### Exercise description
Scan the material below for lines with the word "type". Reply with the count and no other words.

### Data records
impl From<&Order> for OrderDraft {
    fn from(order: &Order) -> Self {
        Self {
            user_id: order.user_id.clone(),
            client_id: order.client_id.clone(),
            shop_id: order.shop_id.clone(),
            lines: order
                .order_lines
                .iter()
                .map(|line| {
                    LineInput::new(line.book_id, i64::from(line.quantity), line.price)
                        .with_total(line.total)
                })
                .collect(),
            total: Some(order.total),
            total_books: Some(order.total_books),
        }
    }
}

/// Output of a successful validation: consistent lines and totals.
#[derive(Clone, Debug, PartialEq, Eq)]
pub struct PricedOrder {
    /// User registering the order.
    pub user_id: UserId,
    /// Client the order is for.
    pub client_id: ClientId,
    /// Shop the order is placed in.
    pub shop_id: ShopId,
    /// Merged lines with computed totals.
    pub lines: Vec<OrderLine>,
    /// Sum of line totals.
    pub total: Money,
    /// Sum of quantities.
    pub total_books: u64,
}

impl PricedOrder {
    /// Materializes a new, not yet persisted order.
    #[must_use]
    pub fn into_order(self, id: OrderId, now: DateTime<Utc>) -> Order {
        Order {
            id,
            user_id: self.user_id,
            client_id: self.client_id,
            shop_id: self.shop_id,
            order_lines: self.lines,
            total: self.total,
            total_books: self.total_books,
            created_at: now,
            updated_at: now,
            is_deleted: false,
        }
    }

    /// Overwrites the mutable fields of an existing order, keeping its
    /// identity and timestamps.
    pub fn apply_to(self, order: &mut Order) {
        order.user_id = self.user_id;
        order.client_id = self.client_id;
        order.shop_id = self.shop_id;
        order.order_lines = self.lines;
        order.total = self.total;
        order.total_books = self.total_books;
    }
}
//! Property tests for the pricing engine.

#![allow(clippy::unwrap_used, clippy::expect_used)] // Test code can use unwrap/expect

use bookstore_core::{
    BookId, ClientId, LineInput, Money, OrderDraft, OrderId, ShopId, UserId, Utc,
    ValidationError, validate_and_compute,
};
use proptest::prelude::*;

fn line_strategy() -> impl Strategy<Value = LineInput> {
    (1u64..50, 1i64..1_000, 0i64..100_000).prop_map(|(book, quantity, price)| {
        LineInput::new(BookId::new(book), quantity, Money::from_minor(price))
    })
}

fn draft_strategy() -> impl Strategy<Value = OrderDraft> {
    prop::collection::vec(line_strategy(), 1..20).prop_map(|lines| {
        OrderDraft::new(
            UserId::new("u1"),
            ClientId::new("c1"),
            ShopId::new("s1"),
            lines,
        )
    })
}

/// Drafts whose duplicate books always share one price, so they validate.
fn valid_draft_strategy() -> impl Strategy<Value = OrderDraft> {
    draft_strategy().prop_map(|mut draft| {
        for line in &mut draft.lines {
            line.price = Money::from_minor(i64::try_from(line.book_id.get()).unwrap() * 37);
        }
        draft
    })
}

proptest! {
    #[test]
    fn totals_are_consistent(draft in valid_draft_strategy()) {
        let priced = validate_and_compute(&draft).expect("valid draft");

        let line_sum: i64 = priced.lines.iter().map(|l| l.total.minor_units()).sum();
        prop_assert_eq!(priced.total.minor_units(), line_sum);

        let books: u64 = priced.lines.iter().map(|l| u64::from(l.quantity)).sum();
        prop_assert_eq!(priced.total_books, books);

        for line in &priced.lines {
            prop_assert_eq!(
                line.total.minor_units(),
                line.price.minor_units() * i64::from(line.quantity)
            );
            prop_assert!(line.quantity > 0);
        }

        let requested: i64 = draft.lines.iter().map(|l| l.quantity).sum();
        prop_assert_eq!(i64::try_from(priced.total_books).unwrap(), requested);
    }

    #[test]
    fn validation_is_idempotent(draft in valid_draft_strategy()) {
        let priced = validate_and_compute(&draft).expect("valid draft");
        let order = priced.clone().into_order(OrderId::generate(), Utc::now());

        let again = validate_and_compute(&OrderDraft::from(&order)).expect("re-validation");
        prop_assert_eq!(again, priced);
    }

    #[test]
    fn validation_is_deterministic(draft in draft_strategy()) {
        prop_assert_eq!(validate_and_compute(&draft), validate_and_compute(&draft));
    }

    #[test]
    fn wrong_supplied_total_is_rejected(
        draft in valid_draft_strategy(),
        index in any::<prop::sample::Index>(),
        delta in prop_oneof![-1_000i64..=-1, 1i64..=1_000],
    ) {
        let mut draft = draft;
        let i = index.index(draft.lines.len());
        let line = &mut draft.lines[i];
        let quantity = u32::try_from(line.quantity).unwrap();
        let correct = line.price.checked_times(quantity).unwrap();
        line.total = Some(Money::from_minor(correct.minor_units() + delta));

        let result = validate_and_compute(&draft);
        prop_assert!(
            matches!(result, Err(ValidationError::LineTotalMismatch { .. })),
            "expected LineTotalMismatch, got {:?}",
            result
        );
    }
}
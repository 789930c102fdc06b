//! WebSocket endpoint streaming order events.
//!
//! # Architecture
//!
//! ```text
//! Client          WebSocket Handler           Notifier
//!   │                    │                       │
//!   ├─ Connect ─────────>│                       │
//!   ├─ subscribe ───────>│                       │
//!   │                    ├─ subscribe(interest) ─>│
//!   │<─ subscribed ──────┤                       │
//!   │                    │<── OrderCreated ──────┤
//!   │<─ OrderCreated ────┤                       │
//! ```
//!
//! # Message Protocol
//!
//! **Client → Server:**
//! ```json
//! { "type": "subscribe", "shopId": "s1" }
//! { "type": "subscribe", "clientId": "c1" }
//! { "type": "ping" }
//! ```
//!
//! **Server → Client:**
//! ```json
//! { "type": "subscribed", "shopId": "s1" }
//! { "type": "OrderCreated", "order": { ... } }
//! { "type": "OrderUpdated", "order": { ... } }
//! { "type": "error", "message": "..." }
//! { "type": "pong" }
//! ```
//!
//! A connection holds at most one subscription. Subscribing again replaces
//! the previous interest.

use axum::{
    extract::{
        ws::{Message, WebSocket},
        State, WebSocketUpgrade,
    },
    response::Response,
};
use bookstore_core::{ClientId, Interest, ShopId};
use bookstore_runtime::{Notifier, Subscription};
use futures::{stream::StreamExt, SinkExt};
use serde::{Deserialize, Serialize};
use tokio::sync::mpsc;
use tokio::task::JoinHandle;
use tracing::{debug, info, info_span, warn, Instrument};

use crate::extractors::CorrelationId;

/// Frames queued for the socket writer.
const OUTBOUND_BUFFER: usize = 32;

/// Message sent by the client.
#[derive(Debug, Clone, PartialEq, Eq, Deserialize)]
#[serde(tag = "type", rename_all = "lowercase")]
pub enum ClientMessage {
    /// Listen to a shop's or a client's orders.
    Subscribe(SubscribeRequest),
    /// Keep-alive.
    Ping,
}

/// Body of a `subscribe` message. Exactly one field must be set.
#[derive(Debug, Clone, PartialEq, Eq, Deserialize)]
#[serde(rename_all = "camelCase")]
pub struct SubscribeRequest {
    /// Shop to follow.
    pub shop_id: Option<ShopId>,
    /// Client to follow.
    pub client_id: Option<ClientId>,
}

impl SubscribeRequest {
    /// Resolve the request into a notifier interest.
    ///
    /// # Errors
    ///
    /// Returns a description of the problem when both or neither id is
    /// given, or the id is blank.
    pub fn interest(self) -> Result<Interest, &'static str> {
        match (self.shop_id, self.client_id) {
            (Some(shop_id), None) if !shop_id.is_blank() => Ok(Interest::Shop(shop_id)),
            (None, Some(client_id)) if !client_id.is_blank() => Ok(Interest::Client(client_id)),
            (Some(_), Some(_)) => Err("subscribe with either shopId or clientId, not both"),
            (None, None) => Err("subscribe requires shopId or clientId"),
            _ => Err("subscription id must not be blank"),
        }
    }
}

/// Control message sent by the server. Order events are sent as
/// serialized [`bookstore_core::OrderEvent`]s.
#[derive(Debug, Clone, PartialEq, Eq, Serialize)]
#[serde(tag = "type", rename_all = "lowercase")]
pub enum ServerMessage {
    /// Subscription accepted.
    Subscribed {
        /// Shop being followed.
        #[serde(rename = "shopId", skip_serializing_if = "Option::is_none")]
        shop_id: Option<ShopId>,
        /// Client being followed.
        #[serde(rename = "clientId", skip_serializing_if = "Option::is_none")]
        client_id: Option<ClientId>,
    },
    /// The last client message was rejected, or the subscription ended.
    Error {
        /// Error description
        message: String,
    },
    /// Reply to a ping.
    Pong,
}

impl ServerMessage {
    fn subscribed(interest: &Interest) -> Self {
        match interest {
            Interest::Shop(shop_id) => Self::Subscribed {
                shop_id: Some(shop_id.clone()),
                client_id: None,
            },
            Interest::Client(client_id) => Self::Subscribed {
                shop_id: None,
                client_id: Some(client_id.clone()),
            },
        }
    }

    fn error(message: impl Into<String>) -> Self {
        Self::Error {
            message: message.into(),
        }
    }
}

/// WebSocket upgrade handler.
///
/// The connection outlives the upgrade request, so its tasks run in their
/// own `websocket` span carrying the request's correlation id.
///
/// # Example
///
/// ```ignore
/// let app = Router::new()
///     .route("/ws/orders", get(websocket::handle))
///     .with_state(app_state);
/// ```
#[allow(clippy::unused_async)] // Axum handler signature requires async
pub async fn handle(
    ws: WebSocketUpgrade,
    State(notifier): State<Notifier>,
    correlation_id: CorrelationId,
) -> Response {
    let span = info_span!("websocket", %correlation_id);
    ws.on_upgrade(move |socket| handle_socket(socket, notifier).instrument(span))
}

/// Serialize and queue a frame. Returns `false` once the writer is gone.
async fn push(outbound: &mpsc::Sender<Message>, message: &impl Serialize) -> bool {
    match serde_json::to_string(message) {
        Ok(json) => outbound.send(Message::Text(json)).await.is_ok(),
        Err(e) => {
            warn!(error = %e, "Failed to serialize websocket frame");
            true
        }
    }
}

/// Task relaying one subscription's events to the socket writer.
///
/// Dropping it aborts the task, which drops the [`Subscription`] and
/// unsubscribes.
struct Forwarder(JoinHandle<()>);

impl Forwarder {
    fn spawn(mut subscription: Subscription, outbound: mpsc::Sender<Message>) -> Self {
        Self(tokio::spawn(
            async move {
                while let Some(event) = subscription.recv().await {
                    if !push(&outbound, &event).await {
                        return;
                    }
                }

                debug!(subscription = %subscription.id(), "Subscription dropped by notifier");
                push(
                    &outbound,
                    &ServerMessage::error("subscription closed; subscribe again"),
                )
                .await;
            }
            .in_current_span(),
        ))
    }
}

impl Drop for Forwarder {
    fn drop(&mut self) {
        self.0.abort();
    }
}

/// Handle WebSocket connection lifecycle.
///
/// Two tasks run concurrently:
/// 1. **Sender**: drains queued frames into the socket
/// 2. **Receiver**: processes client messages and owns the current
///    subscription
///
/// When either finishes the other is aborted.
async fn handle_socket(socket: WebSocket, notifier: Notifier) {
    info!("WebSocket connection established");

    let (mut sender, mut receiver) = socket.split();
    let (outbound, mut queued) = mpsc::channel::<Message>(OUTBOUND_BUFFER);

    let mut send_task = tokio::spawn(
        async move {
            while let Some(message) = queued.recv().await {
                if sender.send(message).await.is_err() {
                    break;
                }
            }

            debug!("WebSocket send task terminated");
        }
        .in_current_span(),
    );

    let mut recv_task = tokio::spawn(async move {
        let mut forwarder: Option<Forwarder> = None;

        while let Some(Ok(msg)) = receiver.next().await {
            let reply = match msg {
                Message::Text(text) => match serde_json::from_str::<ClientMessage>(&text) {
                    Ok(ClientMessage::Subscribe(request)) => match request.interest() {
                        Ok(interest) => {
                            // Unsubscribe before registering the new interest.
                            forwarder = None;
                            match notifier.subscribe(interest.clone()).await {
                                Ok(subscription) => {
                                    info!(%interest, subscription = %subscription.id(), "WebSocket subscribed");
                                    if !push(&outbound, &ServerMessage::subscribed(&interest)).await {
                                        break;
                                    }
                                    forwarder = Some(Forwarder::spawn(subscription, outbound.clone()));
                                    continue;
                                }
                                Err(e) => {
                                    warn!(error = %e, "Notifier unavailable");
                                    ServerMessage::error("notifications are unavailable")
                                }
                            }
                        }
                        Err(reason) => ServerMessage::error(reason),
                    },
                    Ok(ClientMessage::Ping) => ServerMessage::Pong,
                    Err(e) => {
                        debug!(error = %e, "Invalid websocket message");
                        ServerMessage::error(format!("invalid message: {e}"))
                    }
                },
                Message::Binary(_) => ServerMessage::error("binary frames are not supported"),
                Message::Close(_) => {
                    debug!("Client requested close");
                    break;
                }
                // Axum answers protocol pings itself
                Message::Ping(_) | Message::Pong(_) => continue,
            };

            if !push(&outbound, &reply).await {
                break;
            }
        }

        drop(forwarder);
        debug!("WebSocket receive task terminated");
    }
    .in_current_span());

    tokio::select! {
        _ = (&mut send_task) => {
            debug!("Send task completed, aborting receive task");
            recv_task.abort();
        },
        _ = (&mut recv_task) => {
            debug!("Receive task completed, aborting send task");
            send_task.abort();
        },
    }

    info!("WebSocket connection closed");
}
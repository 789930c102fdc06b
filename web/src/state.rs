//! Application state for Axum handlers.

use axum::extract::FromRef;
use bookstore_runtime::{Notifier, OrderService};

/// State shared across all HTTP handlers.
///
/// Handlers extract the part they need directly, e.g.
/// `State(service): State<OrderService>`.
#[derive(Clone, FromRef)]
pub struct AppState {
    /// Order use cases.
    pub orders: OrderService,
    /// Notifier the service publishes to; websocket clients subscribe here.
    pub notifier: Notifier,
}

impl AppState {
    /// Build state around a service, sharing its notifier.
    #[must_use]
    pub fn new(orders: OrderService) -> Self {
        let notifier = orders.notifier().clone();
        Self { orders, notifier }
    }
}

#[cfg(test)]
mod tests {
    use super::*;

    #[test]
    fn test_state_is_clone() {
        fn assert_clone<T: Clone + Send + Sync + 'static>() {}
        assert_clone::<AppState>();
    }
}
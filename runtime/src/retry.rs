//! Retry with exponential backoff for transient startup failures.
//!
//! Used by the server binary to wait for the database to accept connections.
//!
//! # Example
//!
//! ```rust
//! use bookstore_runtime::retry::{RetryPolicy, retry_with_backoff};
//! use std::time::Duration;
//!
//! # async fn example() -> Result<(), String> {
//! let policy = RetryPolicy::builder()
//!     .max_retries(5)
//!     .initial_delay(Duration::from_millis(100))
//!     .max_delay(Duration::from_secs(10))
//!     .build();
//!
//! let value = retry_with_backoff(&policy, "connect", || async { Ok::<_, String>(42) }).await?;
//! assert_eq!(value, 42);
//! # Ok(())
//! # }
//! ```

use std::fmt::Display;
use std::future::Future;
use std::time::Duration;
use tokio::time::sleep;

/// Backoff configuration.
///
/// # Default Values
///
/// - `max_retries`: 3
/// - `initial_delay`: 100ms
/// - `max_delay`: 30 seconds
/// - `multiplier`: 2 (delay doubles each retry)
#[derive(Debug, Clone, PartialEq, Eq)]
pub struct RetryPolicy {
    /// Retries after the first attempt
    pub max_retries: u32,
    /// Delay before the first retry
    pub initial_delay: Duration,
    /// Upper bound for any single delay
    pub max_delay: Duration,
    /// Growth factor between consecutive delays
    pub multiplier: u32,
}

impl Default for RetryPolicy {
    fn default() -> Self {
        Self::builder().build()
    }
}

impl RetryPolicy {
    /// Create a new policy builder.
    #[must_use]
    pub const fn builder() -> RetryPolicyBuilder {
        RetryPolicyBuilder {
            policy: RetryPolicy {
                max_retries: 3,
                initial_delay: Duration::from_millis(100),
                max_delay: Duration::from_secs(30),
                multiplier: 2,
            },
        }
    }

    /// Delay before retry number `attempt` (zero-based).
    ///
    /// `initial_delay * multiplier^attempt`, capped at `max_delay`.
    #[must_use]
    pub fn delay_for_attempt(&self, attempt: u32) -> Duration {
        self.multiplier
            .checked_pow(attempt)
            .and_then(|factor| self.initial_delay.checked_mul(factor))
            .map_or(self.max_delay, |delay| delay.min(self.max_delay))
    }
}

/// Builder for [`RetryPolicy`].
#[derive(Debug, Clone)]
pub struct RetryPolicyBuilder {
    policy: RetryPolicy,
}

impl RetryPolicyBuilder {
    /// Set maximum number of retries.
    #[must_use]
    pub const fn max_retries(mut self, max_retries: u32) -> Self {
        self.policy.max_retries = max_retries;
        self
    }

    /// Set initial delay before first retry.
    #[must_use]
    pub const fn initial_delay(mut self, delay: Duration) -> Self {
        self.policy.initial_delay = delay;
        self
    }

    /// Set maximum delay.
    #[must_use]
    pub const fn max_delay(mut self, delay: Duration) -> Self {
        self.policy.max_delay = delay;
        self
    }

    /// Set multiplier for exponential backoff.
    #[must_use]
    pub const fn multiplier(mut self, multiplier: u32) -> Self {
        self.policy.multiplier = multiplier;
        self
    }

    /// Build the [`RetryPolicy`].
    #[must_use]
    pub fn build(self) -> RetryPolicy {
        self.policy
    }
}

/// Runs `operation` until it succeeds or the policy is exhausted.
///
/// `name` labels the log lines.
///
/// # Errors
///
/// Returns the error of the final attempt.
pub async fn retry_with_backoff<F, Fut, T, E>(
    policy: &RetryPolicy,
    name: &str,
    mut operation: F,
) -> Result<T, E>
where
    F: FnMut() -> Fut,
    Fut: Future<Output = Result<T, E>>,
    E: Display,
{
    let mut attempt = 0;

    loop {
        match operation().await {
            Ok(value) => {
                if attempt > 0 {
                    tracing::info!(operation = name, attempt, "Operation succeeded after retry");
                }
                return Ok(value);
            }
            Err(error) if attempt >= policy.max_retries => {
                tracing::error!(operation = name, attempt, %error, "Giving up after max retries");
                return Err(error);
            }
            Err(error) => {
                let delay = policy.delay_for_attempt(attempt);
                tracing::warn!(
                    operation = name,
                    attempt,
                    delay_ms = u64::try_from(delay.as_millis()).unwrap_or(u64::MAX),
                    %error,
                    "Operation failed, retrying"
                );
                sleep(delay).await;
                attempt += 1;
            }
        }
    }
}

### Written solution
10